Excerpted data Start Marker
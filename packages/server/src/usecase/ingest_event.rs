//! UseCase: インバウンドフレームの取り込みと分類
//!
//! ## テスト実装の作業記録
//!
//! ### 何をテストしているか
//! - IngestEventUseCase::execute() メソッド
//! - デコード、サーバー側メタデータの付与、種別ごとのルーティング
//!
//! ### なぜこのテストが必要か
//! - message だけが永続化キューに入り、notification は決して入らないことを保証
//! - sender_id / created_at がクライアント値ではなくサーバー値になることを保証
//!
//! ### どのような状況を想定しているか
//! - 正常系：message / notification の取り込み
//! - 異常系：壊れたフレーム（接続は維持し、呼び出し側がログを出して読み続ける）
//! - エッジケース：永続化済みキュー投入後に接続が切れても永続化は完了する
//! - エッジケース：キュー待ちの途中で中断された取り込みはどちらのキューにも残らない

use std::sync::Arc;

use hibiki_shared::time::Clock;

use crate::domain::{Event, EventDraft, EventKind, InstanceId, RelayEnvelope, UserId};

use super::{error::IngestError, persist_message::PersistenceQueue, publish_event::PublishQueue};

/// フレーム取り込みのユースケース
///
/// 読み込みループから呼ばれます。宛先解決や他の接続への書き込みは行いません。
pub struct IngestEventUseCase {
    /// サーバーインスタンスの ID（エンベロープの送信元）
    origin: InstanceId,
    /// 永続化キュー
    persistence: PersistenceQueue,
    /// リレー publish キュー
    publisher: PublishQueue,
    /// CreatedAt を刻む時計
    clock: Arc<dyn Clock>,
}

impl IngestEventUseCase {
    pub fn new(
        origin: InstanceId,
        persistence: PersistenceQueue,
        publisher: PublishQueue,
        clock: Arc<dyn Clock>,
    ) -> Self {
        Self {
            origin,
            persistence,
            publisher,
            clock,
        }
    }

    /// 1 フレームを取り込む
    ///
    /// # Arguments
    ///
    /// * `sender_id` - 接続を認証済みのユーザー ID
    /// * `text` - 受信したテキストフレーム
    ///
    /// # Returns
    ///
    /// * `Ok(EventKind)` - 分類された種別
    /// * `Err(IngestError::Decode)` - 壊れたフレーム（フレームは破棄）
    /// * `Err(IngestError::QueueClosed)` - バックグラウンドワーカーが停止済み
    pub async fn execute(&self, sender_id: UserId, text: &str) -> Result<EventKind, IngestError> {
        let draft = EventDraft::decode(text)?;
        let event = draft.into_event(sender_id, self.clock.now());
        let kind = event.kind();

        // 両方のスロットを確保してから投入する。待機中に中断されても何も投入されない
        let persistence = match &event {
            Event::Message(_) => Some(self.persistence.reserve().await?),
            Event::Notification(_) => None,
        };
        let publish = self.publisher.reserve().await?;

        // 投入済みのメッセージは接続が切れても保存される
        if let (Some(permit), Event::Message(payload)) = (persistence, &event) {
            permit.send(payload.clone());
        }
        publish.send(RelayEnvelope::new(self.origin, event));

        tracing::debug!("Ingested {:?} event from user {}", kind, sender_id);
        Ok(kind)
    }
}
//! Authentication gate.
//!
//! `Authorization: Bearer <token>` ヘッダー、またはブラウザの WebSocket 用に
//! `?token=` クエリからトークンを取り出し、認証済みユーザーをリクエストの
//! extension に格納します。

use std::sync::Arc;

use axum::{
    extract::{Query, Request, State},
    http::{HeaderMap, StatusCode, Uri, header},
    middleware::Next,
    response::Response,
};
use serde::Deserialize;

use crate::{domain::UserId, ui::state::AppState};

/// Identity established by [`require_auth`]
#[derive(Debug, Clone, Copy, PartialEq, Eq)]
pub struct AuthenticatedUser(pub UserId);

#[derive(Debug, Deserialize)]
struct TokenQuery {
    token: Option<String>,
}

pub async fn require_auth(
    State(state): State<Arc<AppState>>,
    mut request: Request,
    next: Next,
) -> Result<Response, StatusCode> {
    let token = bearer_token(request.headers()).or_else(|| query_token(request.uri()));

    match state.authenticator.authenticate(token.as_deref()) {
        Ok(user_id) => {
            tracing::debug!("Authenticated user {} for {}", user_id, request.uri().path());
            request.extensions_mut().insert(AuthenticatedUser(user_id));
            Ok(next.run(request).await)
        }
        Err(e) => {
            tracing::warn!("Rejected request to {}: {}", request.uri().path(), e);
            Err(StatusCode::UNAUTHORIZED)
        }
    }
}

fn bearer_token(headers: &HeaderMap) -> Option<String> {
    let value = headers.get(header::AUTHORIZATION)?.to_str().ok()?;
    value
        .strip_prefix("Bearer ")
        .map(|token| token.trim().to_string())
        .filter(|token| !token.is_empty())
}

fn query_token(uri: &Uri) -> Option<String> {
    let Query(query) = Query::<TokenQuery>::try_from_uri(uri).ok()?;
    query.token.filter(|token| !token.is_empty())
}

#[cfg(test)]
mod tests {
    use super::*;
    use axum::http::HeaderValue;

    #[test]
    fn test_bearer_token_is_extracted() {
        // テスト項目: Bearer スキームのトークンのみを取り出す
        // given (前提条件):
        let mut headers = HeaderMap::new();
        headers.insert(header::AUTHORIZATION, HeaderValue::from_static("Bearer abc"));
        let mut basic = HeaderMap::new();
        basic.insert(header::AUTHORIZATION, HeaderValue::from_static("Basic abc"));

        // when (操作):
        let bearer = bearer_token(&headers);
        let other = bearer_token(&basic);

        // then (期待する結果):
        assert_eq!(bearer.as_deref(), Some("abc"));
        assert_eq!(other, None);
    }

    #[test]
    fn test_query_token_is_extracted() {
        // テスト項目: クエリ文字列の token を取り出し、他のパラメータは無視する
        // given (前提条件):
        let uri: Uri = "/ws/1?since=x&token=abc".parse().unwrap();
        let without: Uri = "/ws/1".parse().unwrap();

        // when (操作):
        let token = query_token(&uri);
        let missing = query_token(&without);

        // then (期待する結果):
        assert_eq!(token.as_deref(), Some("abc"));
        assert_eq!(missing, None);
    }
}
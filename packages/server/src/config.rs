//! Runtime configuration of the fan-out core.

use std::time::Duration;

/// Default relay channel shared by every instance
pub const DEFAULT_RELAY_CHANNEL: &str = "messages";

/// Default upper bound on one membership lookup
pub const DEFAULT_RESOLVE_TIMEOUT: Duration = Duration::from_secs(5);

/// Tunables of the fan-out pipeline
#[derive(Debug, Clone, PartialEq, Eq)]
pub struct ServerConfig {
    /// Logical pub/sub channel every instance publishes to and subscribes on
    pub relay_channel: String,
    /// Capacity of the bounded persistence queue
    pub persistence_queue_capacity: usize,
    /// Capacity of the bounded relay-publish queue
    pub publish_queue_capacity: usize,
    /// Frames buffered per connection before writes report backpressure
    pub outbound_buffer: usize,
    /// Inbound frames read ahead of ingestion per connection
    pub inbound_buffer: usize,
    /// Interval between keepalive pings on an idle writer
    pub keepalive_interval: Duration,
    /// Upper bound on one membership lookup during dispatch
    pub resolve_timeout: Duration,
    /// Backoff applied to relay resubscription
    pub resubscribe: BackoffPolicy,
}

impl Default for ServerConfig {
    fn default() -> Self {
        Self {
            relay_channel: DEFAULT_RELAY_CHANNEL.to_string(),
            persistence_queue_capacity: 100,
            publish_queue_capacity: 100,
            outbound_buffer: 64,
            inbound_buffer: 16,
            keepalive_interval: Duration::from_secs(15),
            resolve_timeout: DEFAULT_RESOLVE_TIMEOUT,
            resubscribe: BackoffPolicy::default(),
        }
    }
}

/// Exponential backoff: `initial`, doubling per consecutive failure, capped at `max`.
#[derive(Debug, Clone, Copy, PartialEq, Eq)]
pub struct BackoffPolicy {
    pub initial: Duration,
    pub max: Duration,
}

impl BackoffPolicy {
    /// Delay before retry number `attempt` (0-based).
    pub fn delay(&self, attempt: u32) -> Duration {
        let factor = 1u32.checked_shl(attempt.min(16)).unwrap_or(u32::MAX);
        self.initial.saturating_mul(factor).min(self.max)
    }
}

impl Default for BackoffPolicy {
    fn default() -> Self {
        Self {
            initial: Duration::from_millis(250),
            max: Duration::from_secs(5),
        }
    }
}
Excerpted data End Marker
• _Problem description_
Give back the records above exactly, limited to the lines between the one holding "- IngestEventUseCase::execute() メソッド" and the one holding "正常系：message / notification の取り込み", inclusive.

• _Solution for this task_
//! - IngestEventUseCase::execute() メソッド
//! - デコード、サーバー側メタデータの付与、種別ごとのルーティング
//!
//! ### なぜこのテストが必要か
//! - message だけが永続化キューに入り、notification は決して入らないことを保証
//! - sender_id / created_at がクライアント値ではなくサーバー値になることを保証
//!
//! ### どのような状況を想定しているか
//! - 正常系：message / notification の取り込み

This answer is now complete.